━━━━━ Data under study ━━━━━
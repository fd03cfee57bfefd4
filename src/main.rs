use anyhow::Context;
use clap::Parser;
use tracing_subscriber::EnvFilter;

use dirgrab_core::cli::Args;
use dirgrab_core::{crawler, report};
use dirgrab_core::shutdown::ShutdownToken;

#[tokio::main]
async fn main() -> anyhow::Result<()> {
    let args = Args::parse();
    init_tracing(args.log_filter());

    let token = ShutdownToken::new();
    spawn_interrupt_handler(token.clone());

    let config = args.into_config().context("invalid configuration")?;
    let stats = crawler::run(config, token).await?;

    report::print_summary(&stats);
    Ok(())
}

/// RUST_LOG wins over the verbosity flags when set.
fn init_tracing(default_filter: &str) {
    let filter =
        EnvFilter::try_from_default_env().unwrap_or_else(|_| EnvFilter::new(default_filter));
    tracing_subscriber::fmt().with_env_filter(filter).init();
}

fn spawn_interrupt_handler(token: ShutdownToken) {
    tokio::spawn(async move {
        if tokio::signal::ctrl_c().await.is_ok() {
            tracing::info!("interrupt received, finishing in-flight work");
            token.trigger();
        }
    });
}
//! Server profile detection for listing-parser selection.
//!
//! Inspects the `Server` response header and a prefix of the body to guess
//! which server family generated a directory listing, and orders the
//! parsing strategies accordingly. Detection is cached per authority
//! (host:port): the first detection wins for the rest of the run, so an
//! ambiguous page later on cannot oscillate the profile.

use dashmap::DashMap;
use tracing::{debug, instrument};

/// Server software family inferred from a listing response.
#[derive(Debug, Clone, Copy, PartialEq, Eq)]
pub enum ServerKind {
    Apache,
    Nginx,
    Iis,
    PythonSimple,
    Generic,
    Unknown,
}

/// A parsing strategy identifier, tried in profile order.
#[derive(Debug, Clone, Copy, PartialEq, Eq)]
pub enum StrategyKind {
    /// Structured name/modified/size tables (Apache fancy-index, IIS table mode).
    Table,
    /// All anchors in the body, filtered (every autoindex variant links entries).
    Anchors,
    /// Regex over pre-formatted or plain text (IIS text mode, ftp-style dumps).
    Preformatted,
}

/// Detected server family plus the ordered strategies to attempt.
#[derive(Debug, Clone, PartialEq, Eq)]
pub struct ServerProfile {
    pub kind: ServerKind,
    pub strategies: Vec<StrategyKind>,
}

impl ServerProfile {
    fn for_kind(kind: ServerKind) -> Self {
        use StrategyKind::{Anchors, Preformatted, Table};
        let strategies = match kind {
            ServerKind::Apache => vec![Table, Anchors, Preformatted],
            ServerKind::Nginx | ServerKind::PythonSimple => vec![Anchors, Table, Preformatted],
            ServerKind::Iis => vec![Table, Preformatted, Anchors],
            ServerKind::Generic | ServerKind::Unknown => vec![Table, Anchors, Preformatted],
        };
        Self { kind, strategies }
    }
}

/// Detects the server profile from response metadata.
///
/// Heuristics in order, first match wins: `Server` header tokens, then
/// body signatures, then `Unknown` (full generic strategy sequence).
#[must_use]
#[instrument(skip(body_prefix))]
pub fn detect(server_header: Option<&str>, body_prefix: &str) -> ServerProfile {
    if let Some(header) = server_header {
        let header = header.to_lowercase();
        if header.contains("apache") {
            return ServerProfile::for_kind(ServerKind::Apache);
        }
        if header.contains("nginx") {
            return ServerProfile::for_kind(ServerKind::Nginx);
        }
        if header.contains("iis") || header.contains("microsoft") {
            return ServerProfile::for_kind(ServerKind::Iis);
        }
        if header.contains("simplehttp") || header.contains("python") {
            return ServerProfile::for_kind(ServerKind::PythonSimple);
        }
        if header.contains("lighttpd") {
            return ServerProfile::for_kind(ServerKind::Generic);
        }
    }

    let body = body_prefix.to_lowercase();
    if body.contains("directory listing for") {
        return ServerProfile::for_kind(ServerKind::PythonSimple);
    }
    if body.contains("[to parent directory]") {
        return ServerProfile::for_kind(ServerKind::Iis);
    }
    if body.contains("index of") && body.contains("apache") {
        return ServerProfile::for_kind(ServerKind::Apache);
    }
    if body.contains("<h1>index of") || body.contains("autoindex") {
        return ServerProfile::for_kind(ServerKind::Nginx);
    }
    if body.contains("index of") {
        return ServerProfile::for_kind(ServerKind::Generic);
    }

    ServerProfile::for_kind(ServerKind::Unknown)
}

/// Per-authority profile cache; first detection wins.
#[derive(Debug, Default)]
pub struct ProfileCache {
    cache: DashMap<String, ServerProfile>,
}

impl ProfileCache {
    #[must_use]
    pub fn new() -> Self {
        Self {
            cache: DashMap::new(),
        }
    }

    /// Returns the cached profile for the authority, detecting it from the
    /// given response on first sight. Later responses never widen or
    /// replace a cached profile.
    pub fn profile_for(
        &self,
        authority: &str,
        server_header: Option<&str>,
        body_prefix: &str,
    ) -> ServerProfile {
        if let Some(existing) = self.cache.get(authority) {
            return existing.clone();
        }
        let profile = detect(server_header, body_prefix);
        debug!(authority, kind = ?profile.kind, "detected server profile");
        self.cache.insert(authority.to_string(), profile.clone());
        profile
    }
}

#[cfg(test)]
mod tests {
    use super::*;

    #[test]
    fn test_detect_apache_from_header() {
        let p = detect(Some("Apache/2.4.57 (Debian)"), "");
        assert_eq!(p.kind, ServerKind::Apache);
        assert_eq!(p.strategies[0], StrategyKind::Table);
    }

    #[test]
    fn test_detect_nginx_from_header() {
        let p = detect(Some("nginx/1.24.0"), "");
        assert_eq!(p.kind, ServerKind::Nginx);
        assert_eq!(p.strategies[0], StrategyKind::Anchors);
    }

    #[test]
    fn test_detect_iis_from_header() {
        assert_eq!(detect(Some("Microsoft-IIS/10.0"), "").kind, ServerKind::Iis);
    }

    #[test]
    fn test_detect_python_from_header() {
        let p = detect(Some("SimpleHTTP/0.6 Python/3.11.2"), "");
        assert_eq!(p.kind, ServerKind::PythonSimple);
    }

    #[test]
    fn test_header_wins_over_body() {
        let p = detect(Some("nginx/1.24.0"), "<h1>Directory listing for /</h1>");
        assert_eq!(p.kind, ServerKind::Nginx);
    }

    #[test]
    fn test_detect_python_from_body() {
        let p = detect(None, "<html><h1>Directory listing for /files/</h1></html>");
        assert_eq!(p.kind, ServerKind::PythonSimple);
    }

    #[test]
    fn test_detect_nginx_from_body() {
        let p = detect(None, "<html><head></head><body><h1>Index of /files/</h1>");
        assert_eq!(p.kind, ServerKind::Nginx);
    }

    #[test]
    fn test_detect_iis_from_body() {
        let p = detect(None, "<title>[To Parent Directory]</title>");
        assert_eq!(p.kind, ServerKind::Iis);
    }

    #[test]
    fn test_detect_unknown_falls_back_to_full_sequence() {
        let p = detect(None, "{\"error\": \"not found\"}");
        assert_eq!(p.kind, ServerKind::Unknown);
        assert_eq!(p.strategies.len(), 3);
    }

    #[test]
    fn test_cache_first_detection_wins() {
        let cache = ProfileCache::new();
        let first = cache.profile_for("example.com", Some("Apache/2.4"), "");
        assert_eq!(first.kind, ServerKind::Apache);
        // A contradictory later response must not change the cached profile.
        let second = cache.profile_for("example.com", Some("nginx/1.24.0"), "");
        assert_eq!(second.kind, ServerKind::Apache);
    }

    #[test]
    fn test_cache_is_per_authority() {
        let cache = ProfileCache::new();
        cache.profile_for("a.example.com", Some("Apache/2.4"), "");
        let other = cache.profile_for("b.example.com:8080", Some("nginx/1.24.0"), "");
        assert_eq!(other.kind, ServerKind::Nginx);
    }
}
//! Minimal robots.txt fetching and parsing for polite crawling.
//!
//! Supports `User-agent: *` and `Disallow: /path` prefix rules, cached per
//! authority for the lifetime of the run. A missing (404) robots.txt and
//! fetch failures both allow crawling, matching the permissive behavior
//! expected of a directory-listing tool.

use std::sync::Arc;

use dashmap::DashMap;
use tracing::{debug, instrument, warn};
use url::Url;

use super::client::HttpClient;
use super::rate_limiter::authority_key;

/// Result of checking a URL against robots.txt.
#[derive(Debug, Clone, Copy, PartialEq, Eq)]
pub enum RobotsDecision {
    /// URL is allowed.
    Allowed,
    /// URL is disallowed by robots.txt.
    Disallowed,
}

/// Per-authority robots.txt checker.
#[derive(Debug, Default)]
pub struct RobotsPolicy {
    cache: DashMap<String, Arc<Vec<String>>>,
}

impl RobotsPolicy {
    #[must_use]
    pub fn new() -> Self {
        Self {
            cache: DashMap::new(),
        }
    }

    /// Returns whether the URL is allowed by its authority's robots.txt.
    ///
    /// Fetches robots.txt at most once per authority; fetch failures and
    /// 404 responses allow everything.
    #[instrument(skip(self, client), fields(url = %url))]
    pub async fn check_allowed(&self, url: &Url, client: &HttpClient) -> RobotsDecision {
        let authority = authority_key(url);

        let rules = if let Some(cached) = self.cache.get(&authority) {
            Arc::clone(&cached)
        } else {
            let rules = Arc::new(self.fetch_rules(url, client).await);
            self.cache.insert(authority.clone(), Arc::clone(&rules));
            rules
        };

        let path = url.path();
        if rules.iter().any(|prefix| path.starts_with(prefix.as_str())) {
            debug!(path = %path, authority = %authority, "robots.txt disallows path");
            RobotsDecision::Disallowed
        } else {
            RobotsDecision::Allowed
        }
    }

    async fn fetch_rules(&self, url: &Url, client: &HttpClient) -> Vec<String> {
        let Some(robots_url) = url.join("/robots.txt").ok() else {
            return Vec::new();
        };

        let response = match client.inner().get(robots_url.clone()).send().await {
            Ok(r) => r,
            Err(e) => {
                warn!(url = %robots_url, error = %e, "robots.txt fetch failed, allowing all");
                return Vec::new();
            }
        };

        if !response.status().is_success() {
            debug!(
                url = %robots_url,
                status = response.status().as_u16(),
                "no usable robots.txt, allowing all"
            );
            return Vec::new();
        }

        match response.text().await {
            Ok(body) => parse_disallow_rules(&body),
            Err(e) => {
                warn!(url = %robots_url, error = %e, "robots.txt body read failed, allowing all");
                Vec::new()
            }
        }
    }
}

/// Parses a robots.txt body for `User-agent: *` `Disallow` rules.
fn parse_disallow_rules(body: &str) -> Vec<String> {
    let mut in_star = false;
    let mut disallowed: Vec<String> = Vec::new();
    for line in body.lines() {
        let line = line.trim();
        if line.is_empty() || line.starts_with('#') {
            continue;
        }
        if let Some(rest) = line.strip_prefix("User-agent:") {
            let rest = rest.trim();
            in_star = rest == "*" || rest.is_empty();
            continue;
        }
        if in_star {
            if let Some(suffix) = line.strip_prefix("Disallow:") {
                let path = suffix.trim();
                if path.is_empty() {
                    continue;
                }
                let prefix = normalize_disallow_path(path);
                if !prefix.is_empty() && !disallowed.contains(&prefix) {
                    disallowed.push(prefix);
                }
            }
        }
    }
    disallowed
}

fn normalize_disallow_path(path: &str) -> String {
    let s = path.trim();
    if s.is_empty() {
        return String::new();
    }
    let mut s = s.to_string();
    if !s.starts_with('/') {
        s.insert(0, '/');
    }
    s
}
━━━━━
§ **Work request**
Return a copy of every line in the records that includes the string "await".

§ **Exercise response**
    let stats = crawler::run(config, token).await?;
        if tokio::signal::ctrl_c().await.is_ok() {
            let rules = Arc::new(self.fetch_rules(url, client).await);
        let response = match client.inner().get(robots_url.clone()).send().await {
        match response.text().await {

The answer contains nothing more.